(Exercise aim) In the entries that follow, count each line containing "legitimate" and state the total, nothing more.

(Saved data entries)
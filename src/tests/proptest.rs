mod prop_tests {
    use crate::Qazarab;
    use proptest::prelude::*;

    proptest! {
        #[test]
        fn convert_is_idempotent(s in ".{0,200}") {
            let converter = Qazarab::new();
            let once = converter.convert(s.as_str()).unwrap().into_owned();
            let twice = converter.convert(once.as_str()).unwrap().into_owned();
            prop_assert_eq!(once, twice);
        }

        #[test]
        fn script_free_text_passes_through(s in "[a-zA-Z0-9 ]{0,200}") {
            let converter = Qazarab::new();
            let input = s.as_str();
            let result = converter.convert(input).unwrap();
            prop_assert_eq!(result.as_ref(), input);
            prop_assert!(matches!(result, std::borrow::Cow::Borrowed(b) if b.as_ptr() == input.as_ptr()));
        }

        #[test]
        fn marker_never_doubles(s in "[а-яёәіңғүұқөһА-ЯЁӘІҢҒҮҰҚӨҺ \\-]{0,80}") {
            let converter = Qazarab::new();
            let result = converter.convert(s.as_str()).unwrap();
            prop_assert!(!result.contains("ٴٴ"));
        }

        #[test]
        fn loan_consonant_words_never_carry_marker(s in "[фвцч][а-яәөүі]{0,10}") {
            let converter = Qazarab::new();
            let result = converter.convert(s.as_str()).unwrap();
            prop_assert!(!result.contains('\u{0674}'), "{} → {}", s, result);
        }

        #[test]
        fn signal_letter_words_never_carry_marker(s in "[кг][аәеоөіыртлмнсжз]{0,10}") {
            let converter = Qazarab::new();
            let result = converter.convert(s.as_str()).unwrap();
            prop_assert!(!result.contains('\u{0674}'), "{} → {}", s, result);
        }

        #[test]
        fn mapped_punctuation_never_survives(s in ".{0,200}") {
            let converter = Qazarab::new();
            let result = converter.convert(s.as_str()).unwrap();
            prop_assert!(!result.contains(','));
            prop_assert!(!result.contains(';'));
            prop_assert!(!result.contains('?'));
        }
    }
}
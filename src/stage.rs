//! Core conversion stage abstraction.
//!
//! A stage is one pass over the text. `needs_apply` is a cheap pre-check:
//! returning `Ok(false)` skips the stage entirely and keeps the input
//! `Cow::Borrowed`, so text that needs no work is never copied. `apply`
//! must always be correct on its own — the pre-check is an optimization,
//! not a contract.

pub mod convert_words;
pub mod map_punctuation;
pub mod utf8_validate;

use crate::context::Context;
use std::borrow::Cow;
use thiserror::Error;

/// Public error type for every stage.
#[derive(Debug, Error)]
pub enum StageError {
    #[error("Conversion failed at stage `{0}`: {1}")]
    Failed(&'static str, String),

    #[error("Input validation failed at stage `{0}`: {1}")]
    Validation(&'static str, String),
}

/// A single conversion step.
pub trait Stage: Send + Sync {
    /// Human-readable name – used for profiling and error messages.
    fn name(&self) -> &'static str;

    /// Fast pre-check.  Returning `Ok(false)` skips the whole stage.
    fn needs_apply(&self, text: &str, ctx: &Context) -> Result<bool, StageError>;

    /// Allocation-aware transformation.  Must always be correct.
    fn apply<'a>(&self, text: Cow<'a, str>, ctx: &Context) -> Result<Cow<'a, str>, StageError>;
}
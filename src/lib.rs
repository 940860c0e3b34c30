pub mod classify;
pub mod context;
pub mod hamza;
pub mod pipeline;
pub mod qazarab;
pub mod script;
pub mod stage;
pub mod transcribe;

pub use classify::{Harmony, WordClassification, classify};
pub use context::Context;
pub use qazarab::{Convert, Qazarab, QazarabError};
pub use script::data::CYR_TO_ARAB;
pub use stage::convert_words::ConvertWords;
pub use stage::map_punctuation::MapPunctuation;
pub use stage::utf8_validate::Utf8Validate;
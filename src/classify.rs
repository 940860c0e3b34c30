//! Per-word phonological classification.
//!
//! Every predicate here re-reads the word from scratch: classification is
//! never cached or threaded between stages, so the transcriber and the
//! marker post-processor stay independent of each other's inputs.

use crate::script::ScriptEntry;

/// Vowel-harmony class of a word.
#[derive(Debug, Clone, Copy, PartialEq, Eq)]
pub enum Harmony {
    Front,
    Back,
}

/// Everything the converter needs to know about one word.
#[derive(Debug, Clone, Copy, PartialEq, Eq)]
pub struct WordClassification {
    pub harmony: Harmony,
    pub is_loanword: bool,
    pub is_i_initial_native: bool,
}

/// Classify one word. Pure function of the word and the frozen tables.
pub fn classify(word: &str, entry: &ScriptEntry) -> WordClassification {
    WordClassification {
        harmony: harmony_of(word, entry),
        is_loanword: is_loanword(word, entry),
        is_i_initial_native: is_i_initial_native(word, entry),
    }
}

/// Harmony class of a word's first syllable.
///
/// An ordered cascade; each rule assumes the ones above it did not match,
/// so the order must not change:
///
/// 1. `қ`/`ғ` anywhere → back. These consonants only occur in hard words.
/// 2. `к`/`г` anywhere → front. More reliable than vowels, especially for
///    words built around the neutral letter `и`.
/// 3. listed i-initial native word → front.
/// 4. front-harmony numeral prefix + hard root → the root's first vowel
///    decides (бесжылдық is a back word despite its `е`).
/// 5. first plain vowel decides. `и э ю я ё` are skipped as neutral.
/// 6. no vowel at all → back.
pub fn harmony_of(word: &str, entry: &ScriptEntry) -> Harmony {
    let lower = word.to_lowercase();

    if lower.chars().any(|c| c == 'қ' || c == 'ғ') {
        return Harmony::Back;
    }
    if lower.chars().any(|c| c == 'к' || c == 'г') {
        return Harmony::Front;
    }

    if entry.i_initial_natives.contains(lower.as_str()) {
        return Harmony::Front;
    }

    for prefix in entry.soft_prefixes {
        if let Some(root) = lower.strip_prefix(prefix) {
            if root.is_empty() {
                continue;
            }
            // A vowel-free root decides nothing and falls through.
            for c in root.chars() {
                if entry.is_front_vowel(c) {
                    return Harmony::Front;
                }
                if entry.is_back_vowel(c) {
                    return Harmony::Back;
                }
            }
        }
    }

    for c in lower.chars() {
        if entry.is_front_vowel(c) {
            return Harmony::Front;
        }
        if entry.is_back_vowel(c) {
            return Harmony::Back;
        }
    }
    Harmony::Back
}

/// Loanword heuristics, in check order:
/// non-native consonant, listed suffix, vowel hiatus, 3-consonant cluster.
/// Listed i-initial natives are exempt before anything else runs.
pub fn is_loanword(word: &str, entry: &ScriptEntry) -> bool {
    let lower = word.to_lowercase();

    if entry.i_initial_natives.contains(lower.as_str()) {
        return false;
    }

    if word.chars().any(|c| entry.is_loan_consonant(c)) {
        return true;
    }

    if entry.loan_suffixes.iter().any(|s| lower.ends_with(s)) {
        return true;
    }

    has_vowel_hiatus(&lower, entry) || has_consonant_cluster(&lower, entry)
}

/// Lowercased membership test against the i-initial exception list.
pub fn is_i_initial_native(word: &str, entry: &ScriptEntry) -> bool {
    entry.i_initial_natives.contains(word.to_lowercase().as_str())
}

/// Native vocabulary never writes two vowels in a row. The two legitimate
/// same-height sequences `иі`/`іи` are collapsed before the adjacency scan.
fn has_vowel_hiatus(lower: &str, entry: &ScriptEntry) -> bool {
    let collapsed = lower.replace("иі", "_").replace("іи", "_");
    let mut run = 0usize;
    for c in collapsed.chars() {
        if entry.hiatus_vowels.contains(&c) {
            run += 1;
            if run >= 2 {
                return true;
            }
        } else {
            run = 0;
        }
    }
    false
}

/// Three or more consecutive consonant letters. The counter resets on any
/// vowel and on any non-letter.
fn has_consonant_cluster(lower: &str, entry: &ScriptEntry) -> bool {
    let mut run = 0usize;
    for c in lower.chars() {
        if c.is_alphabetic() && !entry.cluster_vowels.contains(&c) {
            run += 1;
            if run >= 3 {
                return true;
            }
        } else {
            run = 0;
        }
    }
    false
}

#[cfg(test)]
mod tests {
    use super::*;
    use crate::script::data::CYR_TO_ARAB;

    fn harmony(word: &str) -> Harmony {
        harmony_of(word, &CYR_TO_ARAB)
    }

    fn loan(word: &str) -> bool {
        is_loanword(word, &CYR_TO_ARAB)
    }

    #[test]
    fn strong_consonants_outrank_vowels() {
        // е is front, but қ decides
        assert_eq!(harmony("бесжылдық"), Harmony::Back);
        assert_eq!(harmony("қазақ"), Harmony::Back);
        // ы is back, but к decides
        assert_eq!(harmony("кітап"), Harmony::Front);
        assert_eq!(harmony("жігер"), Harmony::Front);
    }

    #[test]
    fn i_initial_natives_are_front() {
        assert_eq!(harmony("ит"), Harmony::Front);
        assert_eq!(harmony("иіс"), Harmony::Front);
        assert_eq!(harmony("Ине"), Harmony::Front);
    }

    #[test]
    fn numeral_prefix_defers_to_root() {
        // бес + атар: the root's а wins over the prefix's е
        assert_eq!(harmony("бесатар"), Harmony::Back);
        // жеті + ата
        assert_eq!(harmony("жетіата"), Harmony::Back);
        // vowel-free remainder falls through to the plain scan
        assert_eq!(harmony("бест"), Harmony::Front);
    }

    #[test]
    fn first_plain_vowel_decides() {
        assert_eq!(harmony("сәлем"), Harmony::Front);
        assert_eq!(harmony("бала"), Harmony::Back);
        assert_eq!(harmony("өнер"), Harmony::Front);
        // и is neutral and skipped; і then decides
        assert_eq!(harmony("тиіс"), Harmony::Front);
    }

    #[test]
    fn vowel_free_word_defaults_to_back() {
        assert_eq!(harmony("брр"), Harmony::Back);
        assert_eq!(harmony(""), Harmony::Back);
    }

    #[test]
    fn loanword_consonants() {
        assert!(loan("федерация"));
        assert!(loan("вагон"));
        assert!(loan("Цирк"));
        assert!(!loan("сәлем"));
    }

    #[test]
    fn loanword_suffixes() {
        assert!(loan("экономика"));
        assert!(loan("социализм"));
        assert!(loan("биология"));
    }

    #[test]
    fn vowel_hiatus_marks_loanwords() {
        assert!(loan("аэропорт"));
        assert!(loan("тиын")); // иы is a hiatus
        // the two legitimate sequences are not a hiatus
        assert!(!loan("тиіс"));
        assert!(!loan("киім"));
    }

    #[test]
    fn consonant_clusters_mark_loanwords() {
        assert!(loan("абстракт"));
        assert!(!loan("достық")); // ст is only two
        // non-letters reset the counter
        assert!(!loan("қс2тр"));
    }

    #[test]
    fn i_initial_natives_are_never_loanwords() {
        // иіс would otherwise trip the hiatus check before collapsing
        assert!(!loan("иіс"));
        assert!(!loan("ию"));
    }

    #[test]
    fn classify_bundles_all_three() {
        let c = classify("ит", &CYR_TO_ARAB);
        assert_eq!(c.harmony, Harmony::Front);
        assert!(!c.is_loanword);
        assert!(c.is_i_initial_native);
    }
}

(Response area) 2